Bis wann wollen Sie das Budget wieder stabilisieren?
Die Chancen stehen gut, dass es schon 2020 weniger als 175 Millionen Euro sein werden. Wir wollen lieber positiv überraschen. Wir sehen ein negatives Bilanzergebnis auch als Chance, dieses in bundesweiter Steuerung abzuarbeiten. Bis wann das gelingt, kann ich nicht sagen, gleichzeitig wollen wir ja auch Verbesserungen finanzieren. Wirtschaftliches Ziel muss es immer sein, mittelfristig ausgeglichen zu budgetieren.

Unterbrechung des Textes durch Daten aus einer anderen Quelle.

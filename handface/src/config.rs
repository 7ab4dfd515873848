//! Configuration of camera, model and pipeline.
//!
use std::{fmt, path::PathBuf, str::FromStr};

use anyhow::{anyhow, Context, Result};

use crate::{labels::LabelMap, preproc::IMAGE_SIZE};

/// Default location of the hand/face model.
pub const DEFAULT_MODEL_PATH: &str = "hand_face_tm/model.onnx";

/// Number of ranked classes reported per prediction.
pub const TOPK_PREDICTIONS: usize = 2;

/// Video device settings. Unset resolution and frame rate are picked as the highest the device
/// supports for `format`.
#[derive(Debug, Clone, PartialEq, Eq)]
pub struct CameraConfig {
    pub device: String,
    pub format: String,
    pub resolution: Option<(u32, u32)>,
    pub frame_rate: Option<(u32, u32)>,
}

impl Default for CameraConfig {
    fn default() -> Self {
        Self {
            device: "/dev/video0".into(),
            format: "MJPG".into(),
            resolution: None,
            frame_rate: None,
        }
    }
}

/// What feeds the video surface.
#[derive(Debug, Clone, PartialEq, Eq)]
pub enum CameraSource {
    Device(CameraConfig),
    /// Generated still image, for machines without a webcam.
    TestPattern,
}

/// Where the model artifact comes from.
#[derive(Debug, Clone, PartialEq, Eq)]
pub enum ModelSource {
    Path(PathBuf),
    Url(String),
}

impl FromStr for ModelSource {
    type Err = anyhow::Error;

    fn from_str(s: &str) -> Result<Self> {
        match s.trim() {
            "" => Err(anyhow!("empty model location")),
            url if url.starts_with("http://") || url.starts_with("https://") => {
                Ok(ModelSource::Url(url.to_owned()))
            }
            path => Ok(ModelSource::Path(PathBuf::from(path))),
        }
    }
}

impl fmt::Display for ModelSource {
    fn fmt(&self, f: &mut fmt::Formatter<'_>) -> fmt::Result {
        match self {
            ModelSource::Path(path) => write!(f, "{}", path.display()),
            ModelSource::Url(url) => f.write_str(url),
        }
    }
}

impl Default for ModelSource {
    fn default() -> Self {
        ModelSource::Path(PathBuf::from(DEFAULT_MODEL_PATH))
    }
}

/// Settings of the inference pipeline.
#[derive(Debug, Clone)]
pub struct PipelineConfig {
    pub labels: LabelMap,
    pub top_k: usize,
    pub image_size: usize,
}

impl Default for PipelineConfig {
    fn default() -> Self {
        Self {
            labels: LabelMap::default(),
            top_k: TOPK_PREDICTIONS,
            image_size: IMAGE_SIZE,
        }
    }
}

/// Parse a resolution given as `WIDTHxHEIGHT`, e.g. `1280x720`.
pub fn parse_resolution(s: &str) -> Result<(u32, u32)> {
    let (width, height) = s
        .split_once(['x', 'X'])
        .ok_or_else(|| anyhow!("expected WIDTHxHEIGHT, got {s:?}"))?;
    let width = width.trim().parse().context("invalid width")?;
    let height = height.trim().parse().context("invalid height")?;

    Ok((width, height))
}

/// Parse frames per second into a capture interval, e.g. `30` becomes `(1, 30)`.
pub fn parse_frame_rate(s: &str) -> Result<(u32, u32)> {
    let fps: u32 = s.trim().parse().context("invalid frame rate")?;
    if fps == 0 {
        return Err(anyhow!("frame rate must be positive"));
    }

    Ok((1, fps))
}

#[cfg(test)]
mod test {
    use super::*;

    #[test]
    fn parse_resolutions() -> Result<()> {
        assert_eq!(parse_resolution("1280x720")?, (1280, 720));
        assert_eq!(parse_resolution("640X480")?, (640, 480));
        assert!(parse_resolution("1280").is_err());
        assert!(parse_resolution("axb").is_err());

        Ok(())
    }

    #[test]
    fn parse_frame_rates() -> Result<()> {
        assert_eq!(parse_frame_rate("30")?, (1, 30));
        assert!(parse_frame_rate("0").is_err());

        Ok(())
    }

    #[test]
    fn model_source_from_location() -> Result<()> {
        assert_eq!(
            "https://example.com/model.onnx".parse::<ModelSource>()?,
            ModelSource::Url("https://example.com/model.onnx".into())
        );
        assert_eq!(
            "hand_face_tm/model.onnx".parse::<ModelSource>()?,
            ModelSource::default()
        );
        assert!("".parse::<ModelSource>().is_err());

        Ok(())
    }
}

Wann wird es so weit sein?
Ich kann keine Jahreszahl fixieren, das muss erst im Detail gerechnet werden.

Befürchtete Selbstbehalte bleiben ausgeschlossen?
Selbstbehalte für Versicherte waren zu keinem Zeitpunkt ein Thema. Mich wundert aber die Forderung der Gewerkschaft, die der trägerübergreifenden Harmonisierung das Wort redet. Dort, wo die hinschielen, gibt es Selbstbehalte bis zu 20 Prozent. Die wird es in der ÖGK nicht geben.

Das Höchstgericht gab der neuen Gesundheitskasse grundsätzlich grünes Licht, sah aber auch einige nicht verfassungskonforme Regelungen.
Wichtigste Entscheidung war die Bestätigung der Parität. Dass etwa die monatliche Beitragsgrundlagenprüfung bei der Kasse bleibt, ist ok. Es gibt auch Schlimmeres als dass es doch keine Eignungstests für Funktionäre geben soll. Aber die große Linie steht und damit steht auch die Reform. Es macht mich persönlich stolz, dass es gelungen ist, das gewaltige Reformprojekt zum Leben zu bringen – ein historischer Moment.

Mit der Debatte um die Verschärfung des Krankenstandes löste man viel Verunsicherung aus – war das notwendig?
Für uns waren die kolportierten Verschärfungen kein Thema. Das ist vom Wirtschaftsbund gekommen und war mit mir nicht abgestimmt. Ich habe das verhindern können.

Verschärfungen sind vom Tisch?
Ich habe sichergestellt, dass wir in der ersten Jahreshälfte die Krankenstandsordnung evaluieren. Wir werden versuchen, eine vernünftige Lösung zu finden. Eines will ich nicht: Dass, wie bei der Registrierkassenverordnung, eine Berufsgruppe – damals waren es Unternehmer – unter Generalverdacht gestellt wird. Man darf nun nicht die gesamten Versicherten unter Generalverdacht stellen, sondern muss Missbrauch verhindern. Wir müssen auch noch stärker frühzeitig durch präventive Maßnahmen Gesundheitsförderung betreiben.

Verbringen Sie Weihnachten in Wien oder in Bad Kleinkirchheim?
Wien ist für heuer abgeschlossen, zwischen den Feiertagen haben sich aber einige zu Gesprächen angekündigt, die führen wir in Bad Kleinkirchheim. Ich werde jetzt versuchen, wieder runterzukommen.